Baseline Heart Rate Variability Predicts Clinical Events in Heart Failure Patients Implanted with Cardiac Resynchronization Therapy: Validation by Means of Related Complexity Index

Background: Studies on the physiology of the cardiovascular system suggest that generation of the heart rate (HR) signal is governed by nonlinear dynamics. Linear and nonlinear indices of HR variability (HRV) have been shown to predict outcome in heart failure (HF). Aim of the present study is to assess if a HR-related complexity predicts adverse clinical and cardiovascular events at 1 year in patients implanted with cardiac resynchronization therapy (CRT).

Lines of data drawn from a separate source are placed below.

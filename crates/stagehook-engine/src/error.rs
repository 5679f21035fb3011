//! Engine error types.

use stagehook_core::context::DuplicateKeyError;
use stagehook_core::error::{AppError, ErrorKind};
use thiserror::Error;

/// Errors raised while resolving a symbolic hook path.
#[derive(Debug, Clone, PartialEq, Eq, Error)]
pub enum LoadError {
    /// The module segment of the path does not resolve.
    #[error("No module named '{module}' (from hook path '{path}')")]
    ModuleNotFound {
        /// Module segment that was looked up.
        module: String,
        /// Full hook path.
        path: String,
    },

    /// The module exists but has no capability with that name.
    #[error("Module '{module}' has no hook named '{symbol}'")]
    SymbolNotFound {
        /// Module that was found.
        module: String,
        /// Name that was missing.
        symbol: String,
    },

    /// A capability is already registered under this path.
    #[error("Hook path '{path}' is already registered")]
    AlreadyRegistered {
        /// The duplicated path.
        path: String,
    },

    /// The path cannot be registered because it names no module.
    #[error("Hook path '{path}' must be in <module>.<name> form")]
    InvalidPath {
        /// The rejected path.
        path: String,
    },
}

impl From<LoadError> for AppError {
    fn from(err: LoadError) -> Self {
        let kind = match &err {
            LoadError::AlreadyRegistered { .. } => ErrorKind::Conflict,
            LoadError::InvalidPath { .. } => ErrorKind::Validation,
            LoadError::ModuleNotFound { .. } | LoadError::SymbolNotFound { .. } => ErrorKind::Load,
        };
        let message = err.to_string();
        AppError::with_source(kind, message, err)
    }
}

/// A fatal condition that aborted a stage.
#[derive(Debug, Error)]
pub enum HookError {
    /// The hook's module could not be resolved. Always fatal.
    #[error("Failed to load hook '{path}': {source}")]
    ModuleResolution {
        /// Hook path.
        path: String,
        /// Loader error.
        #[source]
        source: LoadError,
    },

    /// The hook's capability could not be resolved in a found module.
    #[error("Failed to load hook '{path}': {source}")]
    CapabilityResolution {
        /// Hook path.
        path: String,
        /// Loader error.
        #[source]
        source: LoadError,
    },

    /// The hook failed while being constructed or run.
    #[error("Hook '{path}' failed: {source}")]
    Invocation {
        /// Hook path.
        path: String,
        /// Error raised by the hook.
        #[source]
        source: AppError,
    },

    /// The hook's arguments could not be resolved.
    #[error("Failed to resolve args for hook '{path}': {source}")]
    LookupResolution {
        /// Hook path.
        path: String,
        /// Resolver error.
        #[source]
        source: AppError,
    },

    /// The hook's result was published under a key already in use.
    #[error("Hook '{path}' returned data for a key already in use: {source}")]
    DuplicateKey {
        /// Hook path.
        path: String,
        /// Store error.
        #[source]
        source: DuplicateKeyError,
    },

    /// A required hook returned nothing while strict results are enabled.
    #[error("Required hook '{path}' returned an empty result")]
    EmptyResult {
        /// Hook path.
        path: String,
    },
}

impl HookError {
    /// Path of the hook that aborted the stage.
    pub fn path(&self) -> &str {
        match self {
            Self::ModuleResolution { path, .. }
            | Self::CapabilityResolution { path, .. }
            | Self::Invocation { path, .. }
            | Self::LookupResolution { path, .. }
            | Self::DuplicateKey { path, .. }
            | Self::EmptyResult { path } => path,
        }
    }
}

impl From<HookError> for AppError {
    fn from(err: HookError) -> Self {
        let kind = match &err {
            HookError::ModuleResolution { .. } | HookError::CapabilityResolution { .. } => {
                ErrorKind::Load
            }
            HookError::Invocation { .. } => ErrorKind::Invocation,
            HookError::LookupResolution { .. } => ErrorKind::Lookup,
            HookError::DuplicateKey { .. } => ErrorKind::Conflict,
            HookError::EmptyResult { .. } => ErrorKind::Hook,
        };
        let message = err.to_string();
        AppError::with_source(kind, message, err)
    }
}

#[cfg(test)]
mod tests {
    use super::*;

    #[test]
    fn test_load_error_kinds() {
        let err: AppError = LoadError::ModuleNotFound {
            module: "missing".into(),
            path: "missing.hook".into(),
        }
        .into();
        assert_eq!(err.kind, ErrorKind::Load);

        let err: AppError = LoadError::AlreadyRegistered {
            path: "pkg.hook".into(),
        }
        .into();
        assert_eq!(err.kind, ErrorKind::Conflict);
    }

    #[test]
    fn test_hook_error_path_and_kind() {
        let err = HookError::DuplicateKey {
            path: "pkg.hook".into(),
            source: DuplicateKeyError {
                key: "out".into(),
            },
        };
        assert_eq!(err.path(), "pkg.hook");
        let app: AppError = err.into();
        assert_eq!(app.kind, ErrorKind::Conflict);
    }
}
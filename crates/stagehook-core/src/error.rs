//! Unified application error types for stagehook.
//!
//! All crates map their internal errors into [`AppError`] for consistent
//! propagation through the ? operator. Hook bodies also return `AppError`
//! so the engine can carry the original failure into its logs.

use std::fmt;
use thiserror::Error;

/// Top-level error kind categorization used across the entire workspace.
#[derive(Debug, Clone, Copy, PartialEq, Eq, Hash, serde::Serialize, serde::Deserialize)]
pub enum ErrorKind {
    /// The requested item was not found.
    NotFound,
    /// Input validation failed.
    Validation,
    /// A conflict occurred (duplicate key, duplicate registration, etc.).
    Conflict,
    /// An internal error occurred.
    Internal,
    /// A configuration error occurred.
    Configuration,
    /// A serialization/deserialization error occurred.
    Serialization,
    /// A filesystem or process I/O error occurred.
    Io,
    /// A lookup expression could not be resolved.
    Lookup,
    /// A hook path could not be resolved to a capability.
    Load,
    /// A hook raised an error while being constructed or invoked.
    Invocation,
    /// A hook stage was aborted.
    Hook,
}

impl fmt::Display for ErrorKind {
    fn fmt(&self, f: &mut fmt::Formatter<'_>) -> fmt::Result {
        match self {
            Self::NotFound => write!(f, "NOT_FOUND"),
            Self::Validation => write!(f, "VALIDATION"),
            Self::Conflict => write!(f, "CONFLICT"),
            Self::Internal => write!(f, "INTERNAL"),
            Self::Configuration => write!(f, "CONFIGURATION"),
            Self::Serialization => write!(f, "SERIALIZATION"),
            Self::Io => write!(f, "IO"),
            Self::Lookup => write!(f, "LOOKUP"),
            Self::Load => write!(f, "LOAD"),
            Self::Invocation => write!(f, "INVOCATION"),
            Self::Hook => write!(f, "HOOK"),
        }
    }
}

/// The unified application error used throughout stagehook.
///
/// Crate-specific errors (`LookupError`, `HookError`, ...) are mapped into
/// `AppError` using `From` impls, giving the binary a single error type at
/// its boundary.
#[derive(Debug, Error)]
#[error("{kind}: {message}")]
pub struct AppError {
    /// The category of error.
    pub kind: ErrorKind,
    /// A human-readable error message.
    pub message: String,
    /// Optional underlying cause.
    #[source]
    pub source: Option<Box<dyn std::error::Error + Send + Sync>>,
}

impl AppError {
    /// Create a new application error.
    pub fn new(kind: ErrorKind, message: impl Into<String>) -> Self {
        Self {
            kind,
            message: message.into(),
            source: None,
        }
    }

    /// Create a new application error with an underlying cause.
    pub fn with_source(
        kind: ErrorKind,
        message: impl Into<String>,
        source: impl std::error::Error + Send + Sync + 'static,
    ) -> Self {
        Self {
            kind,
            message: message.into(),
            source: Some(Box::new(source)),
        }
    }

    /// Create a not-found error.
    pub fn not_found(message: impl Into<String>) -> Self {
        Self::new(ErrorKind::NotFound, message)
    }

    /// Create a validation error.
    pub fn validation(message: impl Into<String>) -> Self {
        Self::new(ErrorKind::Validation, message)
    }

    /// Create a conflict error.
    pub fn conflict(message: impl Into<String>) -> Self {
        Self::new(ErrorKind::Conflict, message)
    }

    /// Create a configuration error.
    pub fn configuration(message: impl Into<String>) -> Self {
        Self::new(ErrorKind::Configuration, message)
    }

    /// Create a lookup error.
    pub fn lookup(message: impl Into<String>) -> Self {
        Self::new(ErrorKind::Lookup, message)
    }

    /// Create a hook invocation error.
    ///
    /// Hook bodies use this to signal failure to the engine.
    pub fn invocation(message: impl Into<String>) -> Self {
        Self::new(ErrorKind::Invocation, message)
    }
}

impl Clone for AppError {
    fn clone(&self) -> Self {
        Self {
            kind: self.kind,
            message: self.message.clone(),
            source: None,
        }
    }
}

impl From<serde_json::Error> for AppError {
    fn from(err: serde_json::Error) -> Self {
        Self::with_source(
            ErrorKind::Serialization,
            format!("JSON serialization error: {err}"),
            err,
        )
    }
}

impl From<std::io::Error> for AppError {
    fn from(err: std::io::Error) -> Self {
        Self::with_source(ErrorKind::Io, format!("I/O error: {err}"), err)
    }
}

impl From<config::ConfigError> for AppError {
    fn from(err: config::ConfigError) -> Self {
        Self::with_source(
            ErrorKind::Configuration,
            format!("Configuration error: {err}"),
            err,
        )
    }
}

impl From<validator::ValidationErrors> for AppError {
    fn from(err: validator::ValidationErrors) -> Self {
        Self::with_source(
            ErrorKind::Validation,
            format!("Validation error: {err}"),
            err,
        )
    }
}
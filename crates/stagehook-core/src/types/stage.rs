//! Well-known lifecycle stage names.
//!
//! The engine itself treats a stage as an opaque string; this enum only names
//! the stages a deployment run fires and gives the CLI something to parse.

use std::fmt;
use std::str::FromStr;

use serde::{Deserialize, Serialize};

use crate::error::AppError;

/// A lifecycle stage at which a list of hooks runs.
#[derive(Debug, Clone, Copy, PartialEq, Eq, Hash, Serialize, Deserialize)]
#[serde(rename_all = "snake_case")]
pub enum Stage {
    /// Before any stack is deployed.
    PreDeploy,
    /// After all stacks are deployed.
    PostDeploy,
    /// Before any stack is destroyed.
    PreDestroy,
    /// After all stacks are destroyed.
    PostDestroy,
}

impl Stage {
    /// All well-known stages in lifecycle order.
    pub const ALL: [Stage; 4] = [
        Self::PreDeploy,
        Self::PostDeploy,
        Self::PreDestroy,
        Self::PostDestroy,
    ];

    /// Returns the string name of this stage.
    pub fn as_str(&self) -> &'static str {
        match self {
            Self::PreDeploy => "pre_deploy",
            Self::PostDeploy => "post_deploy",
            Self::PreDestroy => "pre_destroy",
            Self::PostDestroy => "post_destroy",
        }
    }
}

impl fmt::Display for Stage {
    fn fmt(&self, f: &mut fmt::Formatter<'_>) -> fmt::Result {
        write!(f, "{}", self.as_str())
    }
}

impl FromStr for Stage {
    type Err = AppError;

    fn from_str(s: &str) -> Result<Self, Self::Err> {
        Self::ALL
            .into_iter()
            .find(|stage| stage.as_str() == s)
            .ok_or_else(|| {
                AppError::validation(format!(
                    "Unknown stage '{s}'; expected one of pre_deploy, post_deploy, pre_destroy, post_destroy"
                ))
            })
    }
}
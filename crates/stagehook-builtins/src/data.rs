//! `data.echo`: publishes its resolved args.

use stagehook_engine::prelude::*;

/// Returns its args unchanged, so lookups can be evaluated once and their
/// results shared through `hook_data`.
#[derive(Debug, Clone, Copy, Default)]
pub struct Echo;

#[async_trait]
impl HookFunction for Echo {
    async fn call(&self, call: HookCall<'_>) -> AppResult<Value> {
        Ok(Value::Object(call.args))
    }
}
//! Built-in lookup handlers.

pub mod default;
pub mod env;
pub mod envvar;
pub mod hook_data;
pub mod var;

use std::sync::Arc;

use crate::handler::LookupHandler;

pub use default::DefaultLookup;
pub use env::EnvLookup;
pub use envvar::EnvvarLookup;
pub use hook_data::HookDataLookup;
pub use var::VarLookup;

/// Returns one instance of every built-in handler.
pub fn builtin_handlers() -> Vec<Arc<dyn LookupHandler>> {
    vec![
        Arc::new(DefaultLookup),
        Arc::new(EnvLookup),
        Arc::new(EnvvarLookup),
        Arc::new(HookDataLookup),
        Arc::new(VarLookup),
    ]
}
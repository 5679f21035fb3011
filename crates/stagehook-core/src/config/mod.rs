//! Application configuration schemas.
//!
//! All configuration structs are deserialized from a TOML file via the
//! `config` crate, with `STAGEHOOK__*` environment variables layered on top.
//! Each sub-module represents a logical configuration section.

pub mod deployment;
pub mod engine;
pub mod logging;

use serde::{Deserialize, Serialize};
use validator::Validate;

pub use self::deployment::DeploymentConfig;
pub use self::engine::EngineConfig;
pub use self::logging::LoggingConfig;

use crate::error::AppError;

/// Root application configuration.
#[derive(Debug, Clone, Default, Serialize, Deserialize, Validate)]
pub struct AppConfig {
    /// Deployment identity, parameters, and hook declarations.
    #[serde(default)]
    #[validate(nested)]
    pub deployment: DeploymentConfig,
    /// Hook engine settings.
    #[serde(default)]
    pub engine: EngineConfig,
    /// Logging settings.
    #[serde(default)]
    pub logging: LoggingConfig,
}

impl AppConfig {
    /// Load configuration from a TOML file.
    ///
    /// Environment variables prefixed with `STAGEHOOK__` override file values
    /// (`STAGEHOOK__DEPLOYMENT__NAMESPACE=acme`).
    pub fn load(path: &str) -> Result<Self, AppError> {
        let builder = config::Config::builder()
            .add_source(config::File::with_name(path).required(true))
            .add_source(
                config::Environment::with_prefix("STAGEHOOK")
                    .prefix_separator("__")
                    .separator("__")
                    .try_parsing(true),
            );
        Self::build(builder)
    }

    /// Load configuration from an in-memory TOML document.
    pub fn from_toml_str(contents: &str) -> Result<Self, AppError> {
        let builder = config::Config::builder()
            .add_source(config::File::from_str(contents, config::FileFormat::Toml));
        Self::build(builder)
    }

    fn build(
        builder: config::ConfigBuilder<config::builder::DefaultState>,
    ) -> Result<Self, AppError> {
        let config = builder
            .build()
            .map_err(|e| AppError::configuration(format!("Failed to build config: {e}")))?;

        let app: Self = config
            .try_deserialize()
            .map_err(|e| AppError::configuration(format!("Failed to deserialize config: {e}")))?;

        app.validate()?;
        Ok(app)
    }
}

Methods: In sixty patients implanted with CRT (Renewal), 24-hour HR data were retrieved at patient discharge and 1-year follow-up. A set of linear indices of HRV were considered: mean HR, standard deviation of normal beat to normal beat (SDANN), and HR footprint. Two novel nonlinear indices were calculated by means of a specific algorithm (OntoSpace): HR-complexity (HR-Co) and HR-entropy (HR-En). Predictors of adverse clinical outcome (functional class deterioration or major hospitalizations for cardiovascular causes or all-cause mortality) and of HRV recovery were sought by means of multivariate analysis. Results: HR-Co and HR-En were found to be highly correlated with the other traditional indices of HRV. Lower baseline values of complexity were associated with adverse clinical outcomes (hazard ratio [HR] 0.71; 95% confidence interval [CI] 0.54-0.95; P < 0.02). Conclusion: Complexity and entropy indices, calculated from 24-hour normal beat to normal beat (RR) intervals well represent patient's autonomic function. In this limited set of data, HF patients with lower baseline complexity-related indices, representing a more compromised autonomic function, present worse clinical outcome at 1-year follow-up. © 2010, Wiley Periodicals, Inc.